[Opening INPUT RECORDS section]
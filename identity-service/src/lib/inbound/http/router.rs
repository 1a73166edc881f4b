use std::sync::Arc;
use std::time::Duration;

use auth::TokenService;
use axum::body::Body;
use axum::http::header;
use axum::http::HeaderValue;
use axum::http::Method;
use axum::http::Request;
use axum::http::Response;
use axum::middleware;
use axum::routing::get;
use axum::routing::post;
use axum::Router;
use tower_http::cors::AllowOrigin;
use tower_http::cors::CorsLayer;
use tower_http::timeout::TimeoutLayer;
use tower_http::trace::TraceLayer;
use tracing::Span;

use super::handlers::login::login;
use super::handlers::profile::profile;
use super::handlers::profile::protected;
use super::handlers::readiness::readiness;
use super::handlers::refresh::refresh;
use super::handlers::register::register;
use super::middleware::authenticate as auth_middleware;
use crate::config::CookieConfig;
use crate::domain::identity::ports::IdentityServicePort;

const CORS_MAX_AGE: Duration = Duration::from_secs(300);

pub struct AppState<IS: IdentityServicePort> {
    pub identity_service: Arc<IS>,
    pub token_service: Arc<TokenService>,
    pub cookies: CookieConfig,
}

impl<IS: IdentityServicePort> Clone for AppState<IS> {
    fn clone(&self) -> Self {
        Self {
            identity_service: self.identity_service.clone(),
            token_service: self.token_service.clone(),
            cookies: self.cookies.clone(),
        }
    }
}

pub fn create_router<IS: IdentityServicePort>(
    identity_service: Arc<IS>,
    token_service: Arc<TokenService>,
    cookies: CookieConfig,
    request_timeout: Duration,
) -> Router {
    let state = AppState {
        identity_service,
        token_service,
        cookies,
    };

    let public_routes = Router::new()
        .route("/v1/ready", get(readiness::<IS>))
        .route("/v1/auth/register", post(register::<IS>))
        .route("/v1/auth/login", post(login::<IS>))
        .route("/v1/auth/refresh", post(refresh::<IS>));

    let protected_routes = Router::new()
        .route("/v1/protected", get(protected))
        .route("/v1/user/profile", get(profile))
        .route_layer(middleware::from_fn_with_state(
            state.token_service.clone(),
            auth_middleware,
        ));

    let trace_layer = TraceLayer::new_for_http()
        .make_span_with(|request: &Request<Body>| {
            tracing::info_span!(
                "http_request",
                method = %request.method(),
                uri = %request.uri(),
                version = ?request.version(),
            )
        })
        .on_request(|request: &Request<Body>, _span: &Span| {
            tracing::info!(
                method = %request.method(),
                uri = %request.uri(),
                "Request started"
            );
        })
        .on_response(
            |response: &Response<Body>, latency: Duration, _span: &Span| {
                tracing::info!(
                    status = response.status().as_u16(),
                    latency_ms = latency.as_millis(),
                    "Request completed"
                );
            },
        );

    Router::new()
        .merge(public_routes)
        .merge(protected_routes)
        .layer(TimeoutLayer::new(request_timeout))
        .layer(trace_layer)
        .layer(cors_layer())
        .with_state(state)
}

/// Any http(s) origin may call the API; browsers get no credentials.
fn cors_layer() -> CorsLayer {
    CorsLayer::new()
        .allow_origin(AllowOrigin::predicate(
            |origin: &HeaderValue, _request_parts| {
                origin
                    .to_str()
                    .map(|origin| origin.starts_with("http://") || origin.starts_with("https://"))
                    .unwrap_or(false)
            },
        ))
        .allow_methods([
            Method::GET,
            Method::POST,
            Method::PUT,
            Method::DELETE,
            Method::OPTIONS,
        ])
        .allow_headers([header::ACCEPT, header::AUTHORIZATION, header::CONTENT_TYPE])
        .allow_credentials(false)
        .max_age(CORS_MAX_AGE)
}
use argon2::password_hash::rand_core::OsRng;
use argon2::password_hash::Error as HashError;
use argon2::password_hash::PasswordHash;
use argon2::password_hash::PasswordHasher as _;
use argon2::password_hash::PasswordVerifier as _;
use argon2::password_hash::SaltString;
use argon2::Argon2;

use super::errors::PasswordError;

/// One-way password hashing for stored credentials (Argon2id, PHC strings).
///
/// Every hash gets a fresh random salt, so hashing the same password twice
/// yields different strings; only [`PasswordHasher::verify`] can compare them.
pub struct PasswordHasher {
    argon2: Argon2<'static>,
}

impl PasswordHasher {
    pub fn new() -> Self {
        Self {
            argon2: Argon2::default(),
        }
    }

    /// Hash a plaintext password.
    ///
    /// # Returns
    /// PHC string (algorithm, parameters, salt and digest)
    ///
    /// # Errors
    /// * `HashingFailed` - Argon2 rejected the input or parameters
    pub fn hash(&self, password: &str) -> Result<String, PasswordError> {
        let salt = SaltString::generate(&mut OsRng);

        self.argon2
            .hash_password(password.as_bytes(), &salt)
            .map(|hash| hash.to_string())
            .map_err(|e| PasswordError::HashingFailed(e.to_string()))
    }

    /// Check a plaintext password against a stored PHC hash.
    ///
    /// # Returns
    /// `true` on match, `false` on mismatch
    ///
    /// # Errors
    /// * `MalformedHash` - Stored value is not a parseable PHC string
    /// * `VerificationFailed` - Verification could not be carried out
    pub fn verify(&self, password: &str, stored_hash: &str) -> Result<bool, PasswordError> {
        let parsed_hash = PasswordHash::new(stored_hash)
            .map_err(|e| PasswordError::MalformedHash(e.to_string()))?;

        match self
            .argon2
            .verify_password(password.as_bytes(), &parsed_hash)
        {
            Ok(()) => Ok(true),
            Err(HashError::Password) => Ok(false),
            Err(e) => Err(PasswordError::VerificationFailed(e.to_string())),
        }
    }
}

impl Default for PasswordHasher {
    fn default() -> Self {
        Self::new()
    }
}

#[cfg(test)]
mod tests {
    use super::*;

    #[test]
    fn test_hash_and_verify() {
        let hasher = PasswordHasher::new();
        let password = "secret1";

        let hash = hasher.hash(password).expect("Failed to hash password");
        assert!(hash.starts_with("$argon2id$"));

        assert!(hasher
            .verify(password, &hash)
            .expect("Failed to verify password"));
        assert!(!hasher
            .verify("secret2", &hash)
            .expect("Failed to verify password"));
    }

    #[test]
    fn test_hashes_are_salted() {
        let hasher = PasswordHasher::new();

        let first = hasher.hash("secret1").unwrap();
        let second = hasher.hash("secret1").unwrap();

        assert_ne!(first, second);
    }

    #[test]
    fn test_verify_malformed_hash() {
        let hasher = PasswordHasher::new();
        let result = hasher.verify("password", "invalid_hash");
        assert!(matches!(result, Err(PasswordError::MalformedHash(_))));
    }
}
[Closing INPUT RECORDS section]
WHAT THIS TASK INVOLVES: Looking at the data above, return every line from the one with "use tracing::Span;" down to the one with "use super::middleware::authenticate as", exactly and inclusively.

RESULT OF THE EXERCISE:
use tracing::Span;

use super::handlers::login::login;
use super::handlers::profile::profile;
use super::handlers::profile::protected;
use super::handlers::readiness::readiness;
use super::handlers::refresh::refresh;
use super::handlers::register::register;
use super::middleware::authenticate as auth_middleware;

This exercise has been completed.